A verbatim copy of every entry is required.
══════
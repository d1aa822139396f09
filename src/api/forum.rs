use axum::extract::{Path, Query, State};
use validator::Validate;

use super::{ApiResult, Created, created, ok};
use crate::error::AppError;
use crate::extractors::AppJson;
use crate::models::*;
use crate::services::ForumService;
use crate::state::AppState;

fn service(state: &AppState) -> ForumService {
    ForumService::new(state.db.clone())
}

pub(super) async fn list_posts(
    State(state): State<AppState>,
    Query(query): Query<ForumPostsQuery>,
) -> ApiResult<Vec<ForumPost>> {
    let forum_id = query
        .forum_id
        .filter(|id| !id.is_empty())
        .ok_or_else(|| AppError::Validation("forumId is required".to_string()))?;
    let posts = service(&state).list_posts(&forum_id).await?;
    ok(posts, "Forum posts retrieved successfully")
}

pub(super) async fn get_post(
    State(state): State<AppState>,
    Path(post_id): Path<String>,
) -> ApiResult<ForumPost> {
    let post = service(&state).get_post(&post_id).await?;
    ok(post, "Forum post retrieved successfully")
}

pub(super) async fn create_post(
    State(state): State<AppState>,
    AppJson(req): AppJson<NewPostRequest>,
) -> Created<ForumPost> {
    req.validate()?;
    let post = service(&state).create_post(req).await?;
    created(post, "Forum post created successfully")
}

pub(super) async fn create_reply(
    State(state): State<AppState>,
    AppJson(req): AppJson<NewReplyRequest>,
) -> Created<ForumPost> {
    req.validate()?;
    let reply = service(&state).create_reply(req).await?;
    created(reply, "Reply created successfully")
}
pub mod assignments;
pub mod catalog;
pub mod forum;
pub mod generative_tasks;
pub mod ledger;
pub mod users;

use std::collections::HashMap;

use sqlx::SqlitePool;
use sqlx::sqlite::SqlitePoolOptions;

/// Groups child rows by their parent id, preserving query order inside each group.
pub(crate) fn group_by_parent<T>(
    rows: Vec<T>,
    parent_id: impl Fn(&T) -> Option<&str>,
) -> HashMap<String, Vec<T>> {
    let mut grouped: HashMap<String, Vec<T>> = HashMap::new();
    for row in rows {
        if let Some(key) = parent_id(&row).map(str::to_string) {
            grouped.entry(key).or_default().push(row);
        }
    }
    grouped
}

pub async fn connect(database_url: &str, max_connections: u32) -> Result<SqlitePool, sqlx::Error> {
    SqlitePoolOptions::new()
        .max_connections(max_connections)
        .connect(database_url)
        .await
}

pub async fn migrate(db: &SqlitePool) -> Result<(), sqlx::migrate::MigrateError> {
    sqlx::migrate!("./migrations").run(db).await
}

/// Single-connection in-memory database with the schema applied.
pub async fn memory_pool() -> Result<SqlitePool, crate::error::AppError> {
    let pool = SqlitePoolOptions::new()
        .max_connections(1)
        .idle_timeout(None)
        .max_lifetime(None)
        .connect("sqlite::memory:")
        .await?;
    migrate(&pool).await?;
    Ok(pool)
}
══════
RESPONSE —
repository d1aa822139396f09
filename src/api/forum.rs
use axum::extract::{Path, Query, State};
use validator::Validate;

use super::{ApiResult, Created, created, ok};
use crate::error::AppError;
use crate::extractors::AppJson;
use crate::models::*;
use crate::services::ForumService;
use crate::state::AppState;

fn service(state: &AppState) -> ForumService {
    ForumService::new(state.db.clone())
}

pub(super) async fn list_posts(
    State(state): State<AppState>,
    Query(query): Query<ForumPostsQuery>,
) -> ApiResult<Vec<ForumPost>> {
    let forum_id = query
        .forum_id
        .filter(|id| !id.is_empty())
        .ok_or_else(|| AppError::Validation("forumId is required".to_string()))?;
    let posts = service(&state).list_posts(&forum_id).await?;
    ok(posts, "Forum posts retrieved successfully")
}

pub(super) async fn get_post(
    State(state): State<AppState>,
    Path(post_id): Path<String>,
) -> ApiResult<ForumPost> {
    let post = service(&state).get_post(&post_id).await?;
    ok(post, "Forum post retrieved successfully")
}

pub(super) async fn create_post(
    State(state): State<AppState>,
    AppJson(req): AppJson<NewPostRequest>,
) -> Created<ForumPost> {
    req.validate()?;
    let post = service(&state).create_post(req).await?;
    created(post, "Forum post created successfully")
}

pub(super) async fn create_reply(
    State(state): State<AppState>,
    AppJson(req): AppJson<NewReplyRequest>,
) -> Created<ForumPost> {
    req.validate()?;
    let reply = service(&state).create_reply(req).await?;
    created(reply, "Reply created successfully")
}
pub mod assignments;
pub mod catalog;
pub mod forum;
pub mod generative_tasks;
pub mod ledger;
pub mod users;

use std::collections::HashMap;

use sqlx::SqlitePool;
use sqlx::sqlite::SqlitePoolOptions;

/// Groups child rows by their parent id, preserving query order inside each group.
pub(crate) fn group_by_parent<T>(
    rows: Vec<T>,
    parent_id: impl Fn(&T) -> Option<&str>,
) -> HashMap<String, Vec<T>> {
    let mut grouped: HashMap<String, Vec<T>> = HashMap::new();
    for row in rows {
        if let Some(key) = parent_id(&row).map(str::to_string) {
            grouped.entry(key).or_default().push(row);
        }
    }
    grouped
}

pub async fn connect(database_url: &str, max_connections: u32) -> Result<SqlitePool, sqlx::Error> {
    SqlitePoolOptions::new()
        .max_connections(max_connections)
        .connect(database_url)
        .await
}

pub async fn migrate(db: &SqlitePool) -> Result<(), sqlx::migrate::MigrateError> {
    sqlx::migrate!("./migrations").run(db).await
}

/// Single-connection in-memory database with the schema applied.
pub async fn memory_pool() -> Result<SqlitePool, crate::error::AppError> {
    let pool = SqlitePoolOptions::new()
        .max_connections(1)
        .idle_timeout(None)
        .max_lifetime(None)
        .connect("sqlite::memory:")
        .await?;
    migrate(&pool).await?;
    Ok(pool)
}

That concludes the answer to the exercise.